Start of SUPPLIED DATA

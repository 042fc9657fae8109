//! Chain primitives: Address, TxHash, TimeMs.

use serde::{Deserialize, Deserializer, Serialize, Serializer};
use thiserror::Error;

/// Milliseconds in one UTC day.
pub const MS_PER_DAY: i64 = 86_400_000;

#[derive(Debug, Error, PartialEq, Eq)]
pub enum AddressParseError {
    #[error("address must start with 0x: {0}")]
    MissingPrefix(String),
    #[error("address must be {expected} hex characters, got {got}: {value}")]
    BadLength {
        expected: usize,
        got: usize,
        value: String,
    },
    #[error("address contains non-hex characters: {0}")]
    NotHex(String),
}

fn parse_hex_string(value: &str, hex_len: usize) -> Result<String, AddressParseError> {
    let Some(body) = value.strip_prefix("0x").or_else(|| value.strip_prefix("0X")) else {
        return Err(AddressParseError::MissingPrefix(value.to_string()));
    };
    if body.len() != hex_len {
        return Err(AddressParseError::BadLength {
            expected: hex_len,
            got: body.len(),
            value: value.to_string(),
        });
    }
    if hex::decode(body).is_err() {
        return Err(AddressParseError::NotHex(value.to_string()));
    }
    Ok(format!("0x{}", body.to_lowercase()))
}

/// A contract or account address: lower-case, `0x`-prefixed, 40 hex digits.
///
/// Normalization happens here, once, at ingestion. Mixed-case (checksummed)
/// input is accepted and lower-cased; anything that is not hex is rejected,
/// so the same address can never key two distinct entities.
#[derive(Debug, Clone, PartialEq, Eq, PartialOrd, Ord, Hash)]
pub struct Address(String);

impl Address {
    /// Parse and normalize an address.
    pub fn parse(value: &str) -> Result<Self, AddressParseError> {
        parse_hex_string(value, 40).map(Address)
    }

    /// The zero address.
    pub fn zero() -> Self {
        Address(format!("0x{}", "0".repeat(40)))
    }

    pub fn is_zero(&self) -> bool {
        self.0.bytes().skip(2).all(|b| b == b'0')
    }

    pub fn as_str(&self) -> &str {
        &self.0
    }
}

impl std::fmt::Display for Address {
    fn fmt(&self, f: &mut std::fmt::Formatter<'_>) -> std::fmt::Result {
        write!(f, "{}", self.0)
    }
}

impl std::str::FromStr for Address {
    type Err = AddressParseError;

    fn from_str(s: &str) -> Result<Self, Self::Err> {
        Address::parse(s)
    }
}

impl Serialize for Address {
    fn serialize<S: Serializer>(&self, serializer: S) -> Result<S::Ok, S::Error> {
        serializer.serialize_str(&self.0)
    }
}

impl<'de> Deserialize<'de> for Address {
    fn deserialize<D: Deserializer<'de>>(deserializer: D) -> Result<Self, D::Error> {
        let raw = String::deserialize(deserializer)?;
        Address::parse(&raw).map_err(serde::de::Error::custom)
    }
}

/// A transaction hash: lower-case, `0x`-prefixed, 64 hex digits.
#[derive(Debug, Clone, PartialEq, Eq, PartialOrd, Ord, Hash)]
pub struct TxHash(String);

impl TxHash {
    pub fn parse(value: &str) -> Result<Self, AddressParseError> {
        parse_hex_string(value, 64).map(TxHash)
    }

    pub fn as_str(&self) -> &str {
        &self.0
    }
}

impl std::fmt::Display for TxHash {
    fn fmt(&self, f: &mut std::fmt::Formatter<'_>) -> std::fmt::Result {
        write!(f, "{}", self.0)
    }
}

impl std::str::FromStr for TxHash {
    type Err = AddressParseError;

    fn from_str(s: &str) -> Result<Self, Self::Err> {
        TxHash::parse(s)
    }
}

impl Serialize for TxHash {
    fn serialize<S: Serializer>(&self, serializer: S) -> Result<S::Ok, S::Error> {
        serializer.serialize_str(&self.0)
    }
}

impl<'de> Deserialize<'de> for TxHash {
    fn deserialize<D: Deserializer<'de>>(deserializer: D) -> Result<Self, D::Error> {
        let raw = String::deserialize(deserializer)?;
        TxHash::parse(&raw).map_err(serde::de::Error::custom)
    }
}

/// Time in milliseconds since Unix epoch.
///
/// Chain block timestamps arrive in seconds; the projection stores
/// milliseconds everywhere (`from_seconds` is the single conversion point).
#[derive(Debug, Clone, Copy, PartialEq, Eq, PartialOrd, Ord, Hash, Serialize, Deserialize)]
pub struct TimeMs(pub i64);

impl TimeMs {
    pub fn new(ms: i64) -> Self {
        TimeMs(ms)
    }

    /// Convert a chain timestamp (seconds) to milliseconds.
    pub fn from_seconds(seconds: i64) -> Self {
        TimeMs(seconds * 1000)
    }

    pub fn as_ms(&self) -> i64 {
        self.0
    }

    /// UTC day bucket index: `floor(ms / 86400000)`.
    pub fn day_index(&self) -> i64 {
        self.0.div_euclid(MS_PER_DAY)
    }

    /// Millisecond timestamp of the start of this timestamp's UTC day.
    pub fn day_start(&self) -> TimeMs {
        TimeMs(self.day_index() * MS_PER_DAY)
    }

    pub fn to_datetime(&self) -> Option<chrono::DateTime<chrono::Utc>> {
        chrono::DateTime::from_timestamp_millis(self.0)
    }
}

impl std::fmt::Display for TimeMs {
    fn fmt(&self, f: &mut std::fmt::Formatter<'_>) -> std::fmt::Result {
        write!(f, "{}", self.0)
    }
}

#[cfg(test)]
mod tests {
    use super::*;

    #[test]
    fn test_address_normalizes_case() {
        let mixed = "0xDe0B295669a9FD93d5F28D9Ec85E40f4cb697BAe";
        let addr = Address::parse(mixed).unwrap();
        assert_eq!(addr.as_str(), "0xde0b295669a9fd93d5f28d9ec85e40f4cb697bae");
    }

    #[test]
    fn test_address_rejects_bad_input() {
        assert!(matches!(
            Address::parse("de0b295669a9fd93d5f28d9ec85e40f4cb697bae"),
            Err(AddressParseError::MissingPrefix(_))
        ));
        assert!(matches!(
            Address::parse("0x1234"),
            Err(AddressParseError::BadLength { .. })
        ));
        assert!(matches!(
            Address::parse("0xzz0b295669a9fd93d5f28d9ec85e40f4cb697bae"),
            Err(AddressParseError::NotHex(_))
        ));
    }

    #[test]
    fn test_zero_address() {
        let zero = Address::zero();
        assert!(zero.is_zero());
        assert_eq!(zero.as_str(), "0x0000000000000000000000000000000000000000");
        let nonzero = Address::parse("0xde0b295669a9fd93d5f28d9ec85e40f4cb697bae").unwrap();
        assert!(!nonzero.is_zero());
    }

    #[test]
    fn test_address_serde_normalizes() {
        let addr: Address =
            serde_json::from_str("\"0xDE0B295669a9FD93d5F28D9Ec85E40f4cb697BAe\"").unwrap();
        assert_eq!(
            serde_json::to_string(&addr).unwrap(),
            "\"0xde0b295669a9fd93d5f28d9ec85e40f4cb697bae\""
        );
    }

    #[test]
    fn test_tx_hash_roundtrip() {
        let raw = "0x6b51f1f743ec7a42db6ba1995e4ade2ba0e5b8f1fec03d3dd599a90da66d6f69";
        let hash = TxHash::parse(raw).unwrap();
        assert_eq!(hash.as_str(), raw);
        assert!(TxHash::parse("0x1234").is_err());
    }

    #[test]
    fn test_time_ms_from_seconds() {
        assert_eq!(TimeMs::from_seconds(1640995200).as_ms(), 1640995200000);
    }

    #[test]
    fn test_day_index_and_start() {
        let t = TimeMs::new(1640995200000 + 12 * 3600 * 1000);
        assert_eq!(t.day_index(), 1640995200000 / MS_PER_DAY);
        assert_eq!(t.day_start().as_ms(), 1640995200000);
    }
}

End of SUPPLIED DATA

BRIEF:
Copy all the data. Match it exactly.

YOUR RESPONSE:
repository 042fc9657fae8109
//! Chain primitives: Address, TxHash, TimeMs.

use serde::{Deserialize, Deserializer, Serialize, Serializer};
use thiserror::Error;

/// Milliseconds in one UTC day.
pub const MS_PER_DAY: i64 = 86_400_000;

#[derive(Debug, Error, PartialEq, Eq)]
pub enum AddressParseError {
    #[error("address must start with 0x: {0}")]
    MissingPrefix(String),
    #[error("address must be {expected} hex characters, got {got}: {value}")]
    BadLength {
        expected: usize,
        got: usize,
        value: String,
    },
    #[error("address contains non-hex characters: {0}")]
    NotHex(String),
}

fn parse_hex_string(value: &str, hex_len: usize) -> Result<String, AddressParseError> {
    let Some(body) = value.strip_prefix("0x").or_else(|| value.strip_prefix("0X")) else {
        return Err(AddressParseError::MissingPrefix(value.to_string()));
    };
    if body.len() != hex_len {
        return Err(AddressParseError::BadLength {
            expected: hex_len,
            got: body.len(),
            value: value.to_string(),
        });
    }
    if hex::decode(body).is_err() {
        return Err(AddressParseError::NotHex(value.to_string()));
    }
    Ok(format!("0x{}", body.to_lowercase()))
}

/// A contract or account address: lower-case, `0x`-prefixed, 40 hex digits.
///
/// Normalization happens here, once, at ingestion. Mixed-case (checksummed)
/// input is accepted and lower-cased; anything that is not hex is rejected,
/// so the same address can never key two distinct entities.
#[derive(Debug, Clone, PartialEq, Eq, PartialOrd, Ord, Hash)]
pub struct Address(String);

impl Address {
    /// Parse and normalize an address.
    pub fn parse(value: &str) -> Result<Self, AddressParseError> {
        parse_hex_string(value, 40).map(Address)
    }

    /// The zero address.
    pub fn zero() -> Self {
        Address(format!("0x{}", "0".repeat(40)))
    }

    pub fn is_zero(&self) -> bool {
        self.0.bytes().skip(2).all(|b| b == b'0')
    }

    pub fn as_str(&self) -> &str {
        &self.0
    }
}

impl std::fmt::Display for Address {
    fn fmt(&self, f: &mut std::fmt::Formatter<'_>) -> std::fmt::Result {
        write!(f, "{}", self.0)
    }
}

impl std::str::FromStr for Address {
    type Err = AddressParseError;

    fn from_str(s: &str) -> Result<Self, Self::Err> {
        Address::parse(s)
    }
}

impl Serialize for Address {
    fn serialize<S: Serializer>(&self, serializer: S) -> Result<S::Ok, S::Error> {
        serializer.serialize_str(&self.0)
    }
}

impl<'de> Deserialize<'de> for Address {
    fn deserialize<D: Deserializer<'de>>(deserializer: D) -> Result<Self, D::Error> {
        let raw = String::deserialize(deserializer)?;
        Address::parse(&raw).map_err(serde::de::Error::custom)
    }
}

/// A transaction hash: lower-case, `0x`-prefixed, 64 hex digits.
#[derive(Debug, Clone, PartialEq, Eq, PartialOrd, Ord, Hash)]
pub struct TxHash(String);

impl TxHash {
    pub fn parse(value: &str) -> Result<Self, AddressParseError> {
        parse_hex_string(value, 64).map(TxHash)
    }

    pub fn as_str(&self) -> &str {
        &self.0
    }
}

impl std::fmt::Display for TxHash {
    fn fmt(&self, f: &mut std::fmt::Formatter<'_>) -> std::fmt::Result {
        write!(f, "{}", self.0)
    }
}

impl std::str::FromStr for TxHash {
    type Err = AddressParseError;

    fn from_str(s: &str) -> Result<Self, Self::Err> {
        TxHash::parse(s)
    }
}

impl Serialize for TxHash {
    fn serialize<S: Serializer>(&self, serializer: S) -> Result<S::Ok, S::Error> {
        serializer.serialize_str(&self.0)
    }
}

impl<'de> Deserialize<'de> for TxHash {
    fn deserialize<D: Deserializer<'de>>(deserializer: D) -> Result<Self, D::Error> {
        let raw = String::deserialize(deserializer)?;
        TxHash::parse(&raw).map_err(serde::de::Error::custom)
    }
}

/// Time in milliseconds since Unix epoch.
///
/// Chain block timestamps arrive in seconds; the projection stores
/// milliseconds everywhere (`from_seconds` is the single conversion point).
#[derive(Debug, Clone, Copy, PartialEq, Eq, PartialOrd, Ord, Hash, Serialize, Deserialize)]
pub struct TimeMs(pub i64);

impl TimeMs {
    pub fn new(ms: i64) -> Self {
        TimeMs(ms)
    }

    /// Convert a chain timestamp (seconds) to milliseconds.
    pub fn from_seconds(seconds: i64) -> Self {
        TimeMs(seconds * 1000)
    }

    pub fn as_ms(&self) -> i64 {
        self.0
    }

    /// UTC day bucket index: `floor(ms / 86400000)`.
    pub fn day_index(&self) -> i64 {
        self.0.div_euclid(MS_PER_DAY)
    }

    /// Millisecond timestamp of the start of this timestamp's UTC day.
    pub fn day_start(&self) -> TimeMs {
        TimeMs(self.day_index() * MS_PER_DAY)
    }

    pub fn to_datetime(&self) -> Option<chrono::DateTime<chrono::Utc>> {
        chrono::DateTime::from_timestamp_millis(self.0)
    }
}

impl std::fmt::Display for TimeMs {
    fn fmt(&self, f: &mut std::fmt::Formatter<'_>) -> std::fmt::Result {
        write!(f, "{}", self.0)
    }
}

#[cfg(test)]
mod tests {
    use super::*;

    #[test]
    fn test_address_normalizes_case() {
        let mixed = "0xDe0B295669a9FD93d5F28D9Ec85E40f4cb697BAe";
        let addr = Address::parse(mixed).unwrap();
        assert_eq!(addr.as_str(), "0xde0b295669a9fd93d5f28d9ec85e40f4cb697bae");
    }

    #[test]
    fn test_address_rejects_bad_input() {
        assert!(matches!(
            Address::parse("de0b295669a9fd93d5f28d9ec85e40f4cb697bae"),
            Err(AddressParseError::MissingPrefix(_))
        ));
        assert!(matches!(
            Address::parse("0x1234"),
            Err(AddressParseError::BadLength { .. })
        ));
        assert!(matches!(
            Address::parse("0xzz0b295669a9fd93d5f28d9ec85e40f4cb697bae"),
            Err(AddressParseError::NotHex(_))
        ));
    }

    #[test]
    fn test_zero_address() {
        let zero = Address::zero();
        assert!(zero.is_zero());
        assert_eq!(zero.as_str(), "0x0000000000000000000000000000000000000000");
        let nonzero = Address::parse("0xde0b295669a9fd93d5f28d9ec85e40f4cb697bae").unwrap();
        assert!(!nonzero.is_zero());
    }

    #[test]
    fn test_address_serde_normalizes() {
        let addr: Address =
            serde_json::from_str("\"0xDE0B295669a9FD93d5F28D9Ec85E40f4cb697BAe\"").unwrap();
        assert_eq!(
            serde_json::to_string(&addr).unwrap(),
            "\"0xde0b295669a9fd93d5f28d9ec85e40f4cb697bae\""
        );
    }

    #[test]
    fn test_tx_hash_roundtrip() {
        let raw = "0x6b51f1f743ec7a42db6ba1995e4ade2ba0e5b8f1fec03d3dd599a90da66d6f69";
        let hash = TxHash::parse(raw).unwrap();
        assert_eq!(hash.as_str(), raw);
        assert!(TxHash::parse("0x1234").is_err());
    }

    #[test]
    fn test_time_ms_from_seconds() {
        assert_eq!(TimeMs::from_seconds(1640995200).as_ms(), 1640995200000);
    }

    #[test]
    fn test_day_index_and_start() {
        let t = TimeMs::new(1640995200000 + 12 * 3600 * 1000);
        assert_eq!(t.day_index(), 1640995200000 / MS_PER_DAY);
        assert_eq!(t.day_start().as_ms(), 1640995200000);
    }
}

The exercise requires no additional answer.